EXERCISE PROMPT: From the entries below, copy every line that has the word "parse".

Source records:
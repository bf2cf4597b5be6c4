//! Contract status state machine.

use serde::{Deserialize, Serialize};
use std::fmt;
use std::str::FromStr;

use crate::error::ContractError;
use crate::ContractResult;

#[derive(Debug, Clone, Copy, PartialEq, Eq, Hash, PartialOrd, Ord, Serialize, Deserialize)]
#[serde(rename_all = "SCREAMING_SNAKE_CASE")]
pub enum ContractStatus {
    Draft,
    Active,
    Suspended,
    Restructured,
    Litigation,
    Defaulted,
    Completed,
    Canceled,
}

use ContractStatus::*;

/// Allowed transitions, source → targets. Completed and Canceled are terminal.
static TRANSITIONS: [(ContractStatus, &[ContractStatus]); 8] = [
    (Draft, &[Active, Canceled]),
    (Active, &[Suspended, Defaulted, Restructured, Litigation, Completed]),
    (Suspended, &[Active, Defaulted, Restructured, Litigation]),
    (Restructured, &[Active, Defaulted, Litigation, Completed]),
    (Litigation, &[Active, Defaulted, Completed]),
    (Defaulted, &[Active, Restructured, Litigation, Completed]),
    (Completed, &[]),
    (Canceled, &[]),
];

impl ContractStatus {
    pub const ALL: [ContractStatus; 8] = [
        Draft,
        Active,
        Suspended,
        Restructured,
        Litigation,
        Defaulted,
        Completed,
        Canceled,
    ];

    pub fn as_str(self) -> &'static str {
        match self {
            Draft => "DRAFT",
            Active => "ACTIVE",
            Suspended => "SUSPENDED",
            Restructured => "RESTRUCTURED",
            Litigation => "LITIGATION",
            Defaulted => "DEFAULTED",
            Completed => "COMPLETED",
            Canceled => "CANCELED",
        }
    }

    pub fn allowed_targets(self) -> &'static [ContractStatus] {
        TRANSITIONS
            .iter()
            .find(|(source, _)| *source == self)
            .map(|(_, targets)| *targets)
            .unwrap_or(&[])
    }

    pub fn can_transition_to(self, target: ContractStatus) -> bool {
        self.allowed_targets().contains(&target)
    }

    pub fn is_terminal(self) -> bool {
        self.allowed_targets().is_empty()
    }
}

impl fmt::Display for ContractStatus {
    fn fmt(&self, f: &mut fmt::Formatter<'_>) -> fmt::Result {
        f.write_str(self.as_str())
    }
}

impl FromStr for ContractStatus {
    type Err = ContractError;

    fn from_str(s: &str) -> Result<Self, Self::Err> {
        ContractStatus::ALL
            .into_iter()
            .find(|status| status.as_str().eq_ignore_ascii_case(s.trim()))
            .ok_or_else(|| ContractError::invalid("status", format!("Unknown contract status '{s}'")))
    }
}

/// Fails with `BadTransition` unless `from → to` is in the transition table.
pub fn validate_transition(from: ContractStatus, to: ContractStatus) -> ContractResult<()> {
    if from.can_transition_to(to) {
        Ok(())
    } else {
        Err(ContractError::BadTransition {
            from: from.to_string(),
            to: to.to_string(),
        })
    }
}

/// A requested status change, keyed by target status and carrying only
/// what that target needs.
#[derive(Debug, Clone, PartialEq, Eq, Serialize, Deserialize)]
#[serde(tag = "status", rename_all = "SCREAMING_SNAKE_CASE")]
pub enum StatusChange {
    Active,
    Suspended { reason: String },
    Restructured,
    Litigation { reason: String },
    Defaulted,
    Completed,
    Canceled,
}

impl StatusChange {
    pub fn target(&self) -> ContractStatus {
        match self {
            StatusChange::Active => Active,
            StatusChange::Suspended { .. } => Suspended,
            StatusChange::Restructured => Restructured,
            StatusChange::Litigation { .. } => Litigation,
            StatusChange::Defaulted => Defaulted,
            StatusChange::Completed => Completed,
            StatusChange::Canceled => Canceled,
        }
    }
}

/// Settlement state of a single installment.
#[derive(Debug, Clone, Copy, PartialEq, Eq, Hash, Serialize, Deserialize)]
#[serde(rename_all = "snake_case")]
pub enum InstallmentStatus {
    Pending,
    Paid,
    Defaulted,
}

#[cfg(test)]
mod tests {
    use super::*;

    #[test]
    fn test_terminal_states() {
        assert!(Completed.is_terminal());
        assert!(Canceled.is_terminal());
        for status in [Draft, Active, Suspended, Restructured, Litigation, Defaulted] {
            assert!(!status.is_terminal(), "{status} should not be terminal");
        }
    }

    #[test]
    fn test_table_covers_every_state_once() {
        for status in ContractStatus::ALL {
            let rows = TRANSITIONS.iter().filter(|(s, _)| *s == status).count();
            assert_eq!(rows, 1, "{status}");
        }
    }

    #[test]
    fn test_no_transition_back_to_draft_or_self() {
        for status in ContractStatus::ALL {
            assert!(!status.can_transition_to(Draft));
            assert!(!status.can_transition_to(status));
        }
    }

    #[test]
    fn test_validate_transition_error_names_states() {
        match validate_transition(Draft, Completed).unwrap_err() {
            ContractError::BadTransition { from, to } => {
                assert_eq!(from, "DRAFT");
                assert_eq!(to, "COMPLETED");
            }
            other => panic!("Expected BadTransition, got {:?}", other),
        }
        assert!(validate_transition(Draft, Active).is_ok());
    }

    #[test]
    fn test_from_str_round_trips_display() {
        for status in ContractStatus::ALL {
            assert_eq!(status.to_string().parse::<ContractStatus>().unwrap(), status);
        }
        assert_eq!("suspended".parse::<ContractStatus>().unwrap(), Suspended);
        assert!("CLOSED".parse::<ContractStatus>().is_err());
    }

    #[test]
    fn test_status_change_tagged_json() {
        let change: StatusChange =
            serde_json::from_str(r#"{"status":"SUSPENDED","reason":"missed payments"}"#).unwrap();
        assert_eq!(
            change,
            StatusChange::Suspended {
                reason: "missed payments".into()
            }
        );
        assert_eq!(change.target(), Suspended);

        let change: StatusChange = serde_json::from_str(r#"{"status":"DEFAULTED"}"#).unwrap();
        assert_eq!(change.target(), Defaulted);

        assert!(serde_json::from_str::<StatusChange>(r#"{"status":"LITIGATION"}"#).is_err());
    }
}
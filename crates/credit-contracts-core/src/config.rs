//! Engine-wide settings shared by the lifecycle manager and front-ends.

use serde::{Deserialize, Serialize};

use crate::types::DEFAULT_ROUNDING_SCALE;

#[derive(Debug, Clone, PartialEq, Eq, Serialize, Deserialize)]
#[serde(default)]
pub struct EngineConfig {
    /// Decimal places of the currency minimum unit.
    pub rounding_scale: u32,
    /// Prefix of human-readable contract numbers (`<prefix>-<year>-<nnnn>`).
    pub contract_number_prefix: String,
    /// How many times a colliding contract number is re-drawn before giving up.
    pub contract_number_attempts: u32,
}

impl Default for EngineConfig {
    fn default() -> Self {
        Self {
            rounding_scale: DEFAULT_ROUNDING_SCALE,
            contract_number_prefix: "CNT".to_string(),
            contract_number_attempts: 5,
        }
    }
}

RESULT BELOW:
            assert_eq!(status.to_string().parse::<ContractStatus>().unwrap(), status);
        assert_eq!("suspended".parse::<ContractStatus>().unwrap(), Suspended);
        assert!("CLOSED".parse::<ContractStatus>().is_err());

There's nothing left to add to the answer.